- _Requirement_
Below are some records; copy each line in them that contains "BTreeMap".

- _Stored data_

___

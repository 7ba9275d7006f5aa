//! Versioned JSON document persistence.
//!
//! Every concern (tasks, plans, runs, policies, audit, merge queue, scheduler)
//! owns exactly one document on disk. Writes go to a temp file in the same
//! directory and are renamed over the target, so readers observe either the
//! previous or the next document, never a torn one.
//!
//! Atomicity is per document, not per row: two writers that load, modify and
//! save the same document concurrently race, and the last rename wins.
//!
//! All I/O here is synchronous and every save rewrites the full document.
//! Async code that writes on every call, like the command gateway's audit
//! trail, runs it under `tokio::task::spawn_blocking`.

use std::io::Write;
use std::marker::PhantomData;
use std::path::{Path, PathBuf};

use chrono::{DateTime, Utc};
use serde::de::DeserializeOwned;
use serde::{Deserialize, Serialize};
use tempfile::NamedTempFile;

use crate::errors::StoreError;

/// Current on-disk document format version.
pub const DOCUMENT_VERSION: u32 = 1;

#[derive(Debug, Serialize, Deserialize)]
struct Envelope<T> {
    version: u32,
    updated_at: DateTime<Utc>,
    data: T,
}

/// A single JSON document of type `T` stored at a fixed path.
#[derive(Debug, Clone)]
pub struct DocumentStore<T> {
    path: PathBuf,
    _marker: PhantomData<fn() -> T>,
}

impl<T> DocumentStore<T>
where
    T: Serialize + DeserializeOwned + Default,
{
    pub fn new(path: impl Into<PathBuf>) -> Self {
        Self {
            path: path.into(),
            _marker: PhantomData,
        }
    }

    pub fn path(&self) -> &Path {
        &self.path
    }

    /// Load the document. A missing file yields an empty document; every other
    /// failure is returned to the caller.
    pub fn load(&self) -> Result<T, StoreError> {
        let content = match std::fs::read_to_string(&self.path) {
            Ok(content) => content,
            Err(e) if e.kind() == std::io::ErrorKind::NotFound => return Ok(T::default()),
            Err(source) => {
                return Err(StoreError::Read {
                    path: self.path.clone(),
                    source,
                });
            }
        };

        let envelope: Envelope<T> =
            serde_json::from_str(&content).map_err(|source| StoreError::Parse {
                path: self.path.clone(),
                source,
            })?;

        if envelope.version > DOCUMENT_VERSION {
            return Err(StoreError::UnsupportedVersion {
                path: self.path.clone(),
                found: envelope.version,
                supported: DOCUMENT_VERSION,
            });
        }

        Ok(envelope.data)
    }

    /// Atomically replace the document on disk.
    pub fn save(&self, data: &T) -> Result<(), StoreError> {
        let envelope = Envelope {
            version: DOCUMENT_VERSION,
            updated_at: Utc::now(),
            data,
        };
        let json =
            serde_json::to_string_pretty(&envelope).map_err(|source| StoreError::Serialize {
                path: self.path.clone(),
                source,
            })?;

        let dir = self
            .path
            .parent()
            .filter(|p| !p.as_os_str().is_empty())
            .unwrap_or_else(|| Path::new("."));
        std::fs::create_dir_all(dir).map_err(|source| self.write_err(source))?;

        let mut tmp = NamedTempFile::new_in(dir).map_err(|source| self.write_err(source))?;
        tmp.write_all(json.as_bytes())
            .map_err(|source| self.write_err(source))?;
        tmp.as_file()
            .sync_all()
            .map_err(|source| self.write_err(source))?;
        tmp.persist(&self.path)
            .map_err(|e| self.write_err(e.error))?;

        Ok(())
    }

    /// Load, apply `f`, and save. Returns whatever `f` returns.
    pub fn update<R, E, F>(&self, f: F) -> Result<R, E>
    where
        F: FnOnce(&mut T) -> Result<R, E>,
        E: From<StoreError>,
    {
        let mut doc = self.load()?;
        let out = f(&mut doc)?;
        self.save(&doc)?;
        Ok(out)
    }

    fn write_err(&self, source: std::io::Error) -> StoreError {
        StoreError::Write {
            path: self.path.clone(),
            source,
        }
    }
}

#[cfg(test)]
mod tests {
    use super::*;
    use std::collections::BTreeMap;
    use tempfile::tempdir;

    #[derive(Debug, Default, Clone, PartialEq, Serialize, Deserialize)]
    struct Doc {
        items: BTreeMap<String, u32>,
        note: Option<String>,
    }

    #[test]
    fn missing_file_loads_empty_document() {
        let dir = tempdir().unwrap();
        let store: DocumentStore<Doc> = DocumentStore::new(dir.path().join("absent.json"));
        assert_eq!(store.load().unwrap(), Doc::default());
    }

    #[test]
    fn save_then_load_is_identical() {
        let dir = tempdir().unwrap();
        let store: DocumentStore<Doc> = DocumentStore::new(dir.path().join("doc.json"));
        let mut doc = Doc::default();
        doc.items.insert("b".into(), 2);
        doc.items.insert("a".into(), 1);
        doc.note = Some("hello".into());

        store.save(&doc).unwrap();
        assert_eq!(store.load().unwrap(), doc);

        // The raw file parses to the same value regardless of key order.
        let raw: serde_json::Value =
            serde_json::from_str(&std::fs::read_to_string(store.path()).unwrap()).unwrap();
        assert_eq!(raw["version"], DOCUMENT_VERSION);
        assert_eq!(raw["data"], serde_json::to_value(&doc).unwrap());
    }

    #[test]
    fn save_leaves_no_temp_files_behind() {
        let dir = tempdir().unwrap();
        let store: DocumentStore<Doc> = DocumentStore::new(dir.path().join("doc.json"));
        store.save(&Doc::default()).unwrap();
        store.save(&Doc::default()).unwrap();
        let names: Vec<_> = std::fs::read_dir(dir.path())
            .unwrap()
            .filter_map(|e| e.ok())
            .map(|e| e.file_name().to_string_lossy().to_string())
            .collect();
        assert_eq!(names, vec!["doc.json".to_string()]);
    }

    #[test]
    fn save_creates_parent_directory() {
        let dir = tempdir().unwrap();
        let store: DocumentStore<Doc> =
            DocumentStore::new(dir.path().join("nested").join("deeper").join("doc.json"));
        store.save(&Doc::default()).unwrap();
        assert!(store.path().exists());
    }

    #[test]
    fn corrupt_file_is_an_error_not_empty() {
        let dir = tempdir().unwrap();
        let path = dir.path().join("doc.json");
        std::fs::write(&path, "{ not json").unwrap();
        let store: DocumentStore<Doc> = DocumentStore::new(path);
        assert!(matches!(store.load(), Err(StoreError::Parse { .. })));
    }

    #[test]
    fn newer_version_is_rejected() {
        let dir = tempdir().unwrap();
        let path = dir.path().join("doc.json");
        std::fs::write(
            &path,
            r#"{"version": 99, "updated_at": "2026-01-01T00:00:00Z", "data": {"items": {}, "note": null}}"#,
        )
        .unwrap();
        let store: DocumentStore<Doc> = DocumentStore::new(path);
        assert!(matches!(
            store.load(),
            Err(StoreError::UnsupportedVersion { found: 99, .. })
        ));
    }

    #[test]
    fn update_applies_and_persists() {
        let dir = tempdir().unwrap();
        let store: DocumentStore<Doc> = DocumentStore::new(dir.path().join("doc.json"));
        let len = store
            .update(|doc| {
                doc.items.insert("x".into(), 7);
                Ok::<_, StoreError>(doc.items.len())
            })
            .unwrap();
        assert_eq!(len, 1);
        assert_eq!(store.load().unwrap().items.get("x"), Some(&7));
    }

    #[test]
    fn failed_update_does_not_persist() {
        let dir = tempdir().unwrap();
        let store: DocumentStore<Doc> = DocumentStore::new(dir.path().join("doc.json"));
        let result: Result<(), StoreError> = store.update(|doc| {
            doc.items.insert("x".into(), 1);
            Err(StoreError::UnsupportedVersion {
                path: PathBuf::from("x"),
                found: 2,
                supported: 1,
            })
        });
        assert!(result.is_err());
        assert!(store.load().unwrap().items.is_empty());
    }
}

___

- _Answer to this exercise_
    use std::collections::BTreeMap;
        items: BTreeMap<String, u32>,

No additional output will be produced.